The groups' recommendations were attached in summary and longer form to a letter dated July 18, 2012 to Melanie Bella, Director of CMS's Medicare-Medicaid Coordination Office (MMCO).[1]  This request follows on the heels of similar requests from, among others, Senator John D. Rockefeller IV, the Medicare Payment Advisory Commission (MedPAC), and the Federation of American Hospitals (FAH).[2]


The Affordable Care Act (ACA) created two entities in CMS that, together, are working to promote initiatives to improve the way health care is delivered to individuals dually eligible for Medicare and Medicaid.  The MMCO is directed to bring together employees from both programs within CMS to integrate more effectively the benefits of the two programs and to improve coordination between the federal government and the States to "insure that [individuals entitled to both Medicare and Medicaid] get full access to the items and services to which they are entitled [under both programs]."[3]  The Center for Medicare and Medicaid Innovation (CMMI) has as its purpose "to test innovative payment and service delivery models to reduce program expenditures [under Medicare and Medicaid] while preserving or enhancing the quality of care furnished to individuals under [those programs]."[4] The Secretary has broad authority under the CMMI provisions to waive aspects of the Medicare program where such waiver would promote the purposes of the CMMI.
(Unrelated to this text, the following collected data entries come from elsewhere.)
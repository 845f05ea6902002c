//! Stable per-device identity.
//!
//! The student id and the resolved display name must survive reloads so a
//! rejoin updates the existing participant entry instead of minting a new
//! one. Values are generated once and persisted through a small key-value
//! store; the file-backed implementation is a JSON map on disk.

use std::collections::HashMap;
use std::path::PathBuf;
use std::sync::Mutex;

use thiserror::Error;
use tracing::warn;
use uuid::Uuid;

pub const DEVICE_ID_KEY: &str = "classcast.device_id";
pub const DISPLAY_NAME_KEY: &str = "classcast.display_name";

#[derive(Debug, Error)]
pub enum IdentityError {
    #[error("identity store io error: {0}")]
    Io(#[from] std::io::Error),
    #[error("identity store corrupt: {0}")]
    Corrupt(#[from] serde_json::Error),
}

/// Local key-value persistence with get-or-create semantics. The same key
/// must yield the same value across reloads on the same device.
pub trait IdentityStore: Send + Sync {
    fn get_or_create(
        &self,
        key: &str,
        generate: &dyn Fn() -> String,
    ) -> Result<String, IdentityError>;
}

/// The identity a student client presents to every session.
#[derive(Debug, Clone)]
pub struct StudentIdentity {
    pub id: String,
    pub name: String,
}

/// Resolve (and persist, first time through) this device's identity.
/// `profile_name` comes from local profile data when the embedding app has
/// one; otherwise a placeholder is generated once and kept stable.
pub fn resolve_identity(
    store: &dyn IdentityStore,
    profile_name: Option<&str>,
) -> Result<StudentIdentity, IdentityError> {
    let id = store.get_or_create(DEVICE_ID_KEY, &|| Uuid::new_v4().to_string())?;
    let name = match profile_name {
        Some(name) if !name.trim().is_empty() => name.trim().to_string(),
        _ => store.get_or_create(DISPLAY_NAME_KEY, &placeholder_name)?,
    };
    Ok(StudentIdentity { id, name })
}

fn placeholder_name() -> String {
    let suffix = Uuid::new_v4().simple().to_string();
    format!("Student-{}", &suffix[..4])
}

/// JSON map on disk. Writes rewrite the whole file; the map holds a handful
/// of keys, so that stays cheap.
pub struct FileIdentityStore {
    path: PathBuf,
    cache: Mutex<Option<HashMap<String, String>>>,
}

impl FileIdentityStore {
    pub fn new(path: impl Into<PathBuf>) -> Self {
        FileIdentityStore {
            path: path.into(),
            cache: Mutex::new(None),
        }
    }

    fn load(&self) -> Result<HashMap<String, String>, IdentityError> {
        match std::fs::read_to_string(&self.path) {
            Ok(raw) => Ok(serde_json::from_str(&raw)?),
            Err(e) if e.kind() == std::io::ErrorKind::NotFound => Ok(HashMap::new()),
            Err(e) => Err(e.into()),
        }
    }

    fn persist(&self, map: &HashMap<String, String>) -> Result<(), IdentityError> {
        if let Some(parent) = self.path.parent() {
            std::fs::create_dir_all(parent)?;
        }
        std::fs::write(&self.path, serde_json::to_string_pretty(map)?)?;
        Ok(())
    }
}

impl IdentityStore for FileIdentityStore {
    fn get_or_create(
        &self,
        key: &str,
        generate: &dyn Fn() -> String,
    ) -> Result<String, IdentityError> {
        let mut guard = self.cache.lock().unwrap_or_else(|poisoned| {
            warn!("Identity cache lock poisoned, recovering");
            poisoned.into_inner()
        });
        if guard.is_none() {
            *guard = Some(self.load()?);
        }
        let map = guard.as_mut().unwrap();
        if let Some(value) = map.get(key) {
            return Ok(value.clone());
        }
        let value = generate();
        map.insert(key.to_string(), value.clone());
        self.persist(map)?;
        Ok(value)
    }
}

/// Non-persistent store for tests and throwaway clients.
pub struct MemoryIdentityStore {
    map: Mutex<HashMap<String, String>>,
}

impl MemoryIdentityStore {
    pub fn new() -> Self {
        MemoryIdentityStore {
            map: Mutex::new(HashMap::new()),
        }
    }
}

impl Default for MemoryIdentityStore {
    fn default() -> Self {
        Self::new()
    }
}

impl IdentityStore for MemoryIdentityStore {
    fn get_or_create(
        &self,
        key: &str,
        generate: &dyn Fn() -> String,
    ) -> Result<String, IdentityError> {
        let mut map = self.map.lock().expect("identity map lock");
        Ok(map.entry(key.to_string()).or_insert_with(generate).clone())
    }
}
Under the demonstration authority of the CMMI, the MMCO offered states the opportunity to submit proposals to provide the full range of Medicare and Medicaid services within a single delivery system to those dually eligible. Twenty-six states have submitted proposals that, if all were funded, would cover just under one half of the entire population of dual eligibles in the United States.  Although named as demonstrations, some state proposals identify their entire dually eligible population as the target of the demonstration. Fourteen states, including seven that will rely on private plans to deliver care based on a single payment blending the Medicare and Medicaid rates, propose to begin their demonstrations sometime in 2013.[5]  Total target population of states proposing to start their programs in 2013 is about two million individuals.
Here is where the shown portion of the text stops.